» **WHAT YOU HAVE TO DO**: Transcribe all of the records exactly, leaving every line as it is.

» **Recorded data**:
****************************************

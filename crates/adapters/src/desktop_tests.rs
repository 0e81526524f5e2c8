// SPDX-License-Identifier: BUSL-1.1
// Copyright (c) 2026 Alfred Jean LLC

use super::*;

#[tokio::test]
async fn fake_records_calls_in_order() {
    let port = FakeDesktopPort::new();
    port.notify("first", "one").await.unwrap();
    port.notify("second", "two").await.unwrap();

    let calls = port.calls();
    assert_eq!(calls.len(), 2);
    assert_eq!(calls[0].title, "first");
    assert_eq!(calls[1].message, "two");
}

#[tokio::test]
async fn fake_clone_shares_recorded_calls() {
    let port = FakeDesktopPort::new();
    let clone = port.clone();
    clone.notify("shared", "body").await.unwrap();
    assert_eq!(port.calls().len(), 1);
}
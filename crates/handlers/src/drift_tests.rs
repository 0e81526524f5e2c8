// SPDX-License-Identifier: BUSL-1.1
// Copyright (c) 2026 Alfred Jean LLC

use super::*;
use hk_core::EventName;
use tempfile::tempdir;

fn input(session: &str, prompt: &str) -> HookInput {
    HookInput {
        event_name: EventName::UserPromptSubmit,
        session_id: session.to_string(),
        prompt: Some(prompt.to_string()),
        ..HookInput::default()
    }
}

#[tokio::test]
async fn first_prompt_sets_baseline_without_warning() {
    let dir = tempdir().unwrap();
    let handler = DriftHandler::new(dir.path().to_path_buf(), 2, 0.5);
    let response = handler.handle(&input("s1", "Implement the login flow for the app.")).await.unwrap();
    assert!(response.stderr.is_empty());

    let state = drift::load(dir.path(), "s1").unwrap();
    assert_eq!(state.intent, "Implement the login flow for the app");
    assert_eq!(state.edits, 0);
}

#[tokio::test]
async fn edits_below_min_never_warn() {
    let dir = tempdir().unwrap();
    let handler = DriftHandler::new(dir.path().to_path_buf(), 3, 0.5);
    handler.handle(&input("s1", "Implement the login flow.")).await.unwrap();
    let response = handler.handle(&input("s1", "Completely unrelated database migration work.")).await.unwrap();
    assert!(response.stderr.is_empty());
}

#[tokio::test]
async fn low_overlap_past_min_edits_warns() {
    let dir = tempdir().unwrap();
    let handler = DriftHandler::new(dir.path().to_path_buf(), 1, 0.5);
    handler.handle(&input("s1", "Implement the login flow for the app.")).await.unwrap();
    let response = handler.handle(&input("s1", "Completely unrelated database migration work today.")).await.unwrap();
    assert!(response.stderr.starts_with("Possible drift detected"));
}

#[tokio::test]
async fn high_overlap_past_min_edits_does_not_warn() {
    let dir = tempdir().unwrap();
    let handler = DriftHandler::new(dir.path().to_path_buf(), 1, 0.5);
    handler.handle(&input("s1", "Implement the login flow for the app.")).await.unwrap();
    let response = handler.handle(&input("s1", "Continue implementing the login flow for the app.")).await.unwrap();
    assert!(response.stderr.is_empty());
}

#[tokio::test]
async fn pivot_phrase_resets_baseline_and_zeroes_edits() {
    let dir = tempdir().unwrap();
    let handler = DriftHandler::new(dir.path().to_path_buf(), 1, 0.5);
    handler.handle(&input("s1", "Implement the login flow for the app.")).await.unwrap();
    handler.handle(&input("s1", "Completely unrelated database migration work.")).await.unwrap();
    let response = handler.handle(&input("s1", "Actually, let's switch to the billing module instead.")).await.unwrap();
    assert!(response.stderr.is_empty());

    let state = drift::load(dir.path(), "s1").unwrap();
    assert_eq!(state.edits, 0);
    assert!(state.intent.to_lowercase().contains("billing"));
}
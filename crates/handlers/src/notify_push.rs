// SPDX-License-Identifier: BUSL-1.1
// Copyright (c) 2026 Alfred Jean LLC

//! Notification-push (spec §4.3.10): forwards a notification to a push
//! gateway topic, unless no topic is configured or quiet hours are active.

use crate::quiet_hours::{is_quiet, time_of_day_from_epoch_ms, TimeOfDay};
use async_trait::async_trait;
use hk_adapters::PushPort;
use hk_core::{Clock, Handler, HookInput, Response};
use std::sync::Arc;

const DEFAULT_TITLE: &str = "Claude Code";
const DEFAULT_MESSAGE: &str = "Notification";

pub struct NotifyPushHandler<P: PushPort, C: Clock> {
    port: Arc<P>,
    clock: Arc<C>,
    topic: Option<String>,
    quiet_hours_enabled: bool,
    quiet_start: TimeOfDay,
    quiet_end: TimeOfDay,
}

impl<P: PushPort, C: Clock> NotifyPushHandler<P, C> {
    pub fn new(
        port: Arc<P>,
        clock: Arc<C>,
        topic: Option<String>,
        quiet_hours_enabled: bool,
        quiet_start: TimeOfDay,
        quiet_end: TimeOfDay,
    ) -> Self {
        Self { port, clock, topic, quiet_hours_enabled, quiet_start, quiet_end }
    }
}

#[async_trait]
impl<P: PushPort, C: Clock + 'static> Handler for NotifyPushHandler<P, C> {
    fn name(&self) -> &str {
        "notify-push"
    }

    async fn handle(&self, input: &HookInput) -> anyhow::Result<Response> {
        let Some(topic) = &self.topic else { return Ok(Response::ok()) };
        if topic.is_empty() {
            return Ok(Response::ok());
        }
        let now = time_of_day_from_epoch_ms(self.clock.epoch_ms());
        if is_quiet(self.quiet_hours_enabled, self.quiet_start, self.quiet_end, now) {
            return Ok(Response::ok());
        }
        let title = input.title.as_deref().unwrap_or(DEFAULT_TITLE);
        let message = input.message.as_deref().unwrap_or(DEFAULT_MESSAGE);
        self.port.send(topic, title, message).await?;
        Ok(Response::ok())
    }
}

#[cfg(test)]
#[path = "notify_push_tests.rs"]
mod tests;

****************************************

» **ANSWER TO THE PROBLEM**:
filename crates/adapters/src/desktop_tests.rs
repository 0e81526524f5e2c8
// SPDX-License-Identifier: BUSL-1.1
// Copyright (c) 2026 Alfred Jean LLC

use super::*;

#[tokio::test]
async fn fake_records_calls_in_order() {
    let port = FakeDesktopPort::new();
    port.notify("first", "one").await.unwrap();
    port.notify("second", "two").await.unwrap();

    let calls = port.calls();
    assert_eq!(calls.len(), 2);
    assert_eq!(calls[0].title, "first");
    assert_eq!(calls[1].message, "two");
}

#[tokio::test]
async fn fake_clone_shares_recorded_calls() {
    let port = FakeDesktopPort::new();
    let clone = port.clone();
    clone.notify("shared", "body").await.unwrap();
    assert_eq!(port.calls().len(), 1);
}
filename crates/handlers/src/drift_tests.rs
repository 0e81526524f5e2c8
// SPDX-License-Identifier: BUSL-1.1
// Copyright (c) 2026 Alfred Jean LLC

use super::*;
use hk_core::EventName;
use tempfile::tempdir;

fn input(session: &str, prompt: &str) -> HookInput {
    HookInput {
        event_name: EventName::UserPromptSubmit,
        session_id: session.to_string(),
        prompt: Some(prompt.to_string()),
        ..HookInput::default()
    }
}

#[tokio::test]
async fn first_prompt_sets_baseline_without_warning() {
    let dir = tempdir().unwrap();
    let handler = DriftHandler::new(dir.path().to_path_buf(), 2, 0.5);
    let response = handler.handle(&input("s1", "Implement the login flow for the app.")).await.unwrap();
    assert!(response.stderr.is_empty());

    let state = drift::load(dir.path(), "s1").unwrap();
    assert_eq!(state.intent, "Implement the login flow for the app");
    assert_eq!(state.edits, 0);
}

#[tokio::test]
async fn edits_below_min_never_warn() {
    let dir = tempdir().unwrap();
    let handler = DriftHandler::new(dir.path().to_path_buf(), 3, 0.5);
    handler.handle(&input("s1", "Implement the login flow.")).await.unwrap();
    let response = handler.handle(&input("s1", "Completely unrelated database migration work.")).await.unwrap();
    assert!(response.stderr.is_empty());
}

#[tokio::test]
async fn low_overlap_past_min_edits_warns() {
    let dir = tempdir().unwrap();
    let handler = DriftHandler::new(dir.path().to_path_buf(), 1, 0.5);
    handler.handle(&input("s1", "Implement the login flow for the app.")).await.unwrap();
    let response = handler.handle(&input("s1", "Completely unrelated database migration work today.")).await.unwrap();
    assert!(response.stderr.starts_with("Possible drift detected"));
}

#[tokio::test]
async fn high_overlap_past_min_edits_does_not_warn() {
    let dir = tempdir().unwrap();
    let handler = DriftHandler::new(dir.path().to_path_buf(), 1, 0.5);
    handler.handle(&input("s1", "Implement the login flow for the app.")).await.unwrap();
    let response = handler.handle(&input("s1", "Continue implementing the login flow for the app.")).await.unwrap();
    assert!(response.stderr.is_empty());
}

#[tokio::test]
async fn pivot_phrase_resets_baseline_and_zeroes_edits() {
    let dir = tempdir().unwrap();
    let handler = DriftHandler::new(dir.path().to_path_buf(), 1, 0.5);
    handler.handle(&input("s1", "Implement the login flow for the app.")).await.unwrap();
    handler.handle(&input("s1", "Completely unrelated database migration work.")).await.unwrap();
    let response = handler.handle(&input("s1", "Actually, let's switch to the billing module instead.")).await.unwrap();
    assert!(response.stderr.is_empty());

    let state = drift::load(dir.path(), "s1").unwrap();
    assert_eq!(state.edits, 0);
    assert!(state.intent.to_lowercase().contains("billing"));
}
filename crates/handlers/src/notify_push.rs
// SPDX-License-Identifier: BUSL-1.1
// Copyright (c) 2026 Alfred Jean LLC

//! Notification-push (spec §4.3.10): forwards a notification to a push
//! gateway topic, unless no topic is configured or quiet hours are active.

use crate::quiet_hours::{is_quiet, time_of_day_from_epoch_ms, TimeOfDay};
use async_trait::async_trait;
use hk_adapters::PushPort;
use hk_core::{Clock, Handler, HookInput, Response};
use std::sync::Arc;

const DEFAULT_TITLE: &str = "Claude Code";
const DEFAULT_MESSAGE: &str = "Notification";

pub struct NotifyPushHandler<P: PushPort, C: Clock> {
    port: Arc<P>,
    clock: Arc<C>,
    topic: Option<String>,
    quiet_hours_enabled: bool,
    quiet_start: TimeOfDay,
    quiet_end: TimeOfDay,
}

impl<P: PushPort, C: Clock> NotifyPushHandler<P, C> {
    pub fn new(
        port: Arc<P>,
        clock: Arc<C>,
        topic: Option<String>,
        quiet_hours_enabled: bool,
        quiet_start: TimeOfDay,
        quiet_end: TimeOfDay,
    ) -> Self {
        Self { port, clock, topic, quiet_hours_enabled, quiet_start, quiet_end }
    }
}

#[async_trait]
impl<P: PushPort, C: Clock + 'static> Handler for NotifyPushHandler<P, C> {
    fn name(&self) -> &str {
        "notify-push"
    }

    async fn handle(&self, input: &HookInput) -> anyhow::Result<Response> {
        let Some(topic) = &self.topic else { return Ok(Response::ok()) };
        if topic.is_empty() {
            return Ok(Response::ok());
        }
        let now = time_of_day_from_epoch_ms(self.clock.epoch_ms());
        if is_quiet(self.quiet_hours_enabled, self.quiet_start, self.quiet_end, now) {
            return Ok(Response::ok());
        }
        let title = input.title.as_deref().unwrap_or(DEFAULT_TITLE);
        let message = input.message.as_deref().unwrap_or(DEFAULT_MESSAGE);
        self.port.send(topic, title, message).await?;
        Ok(Response::ok())
    }
}

#[cfg(test)]
#[path = "notify_push_tests.rs"]
mod tests;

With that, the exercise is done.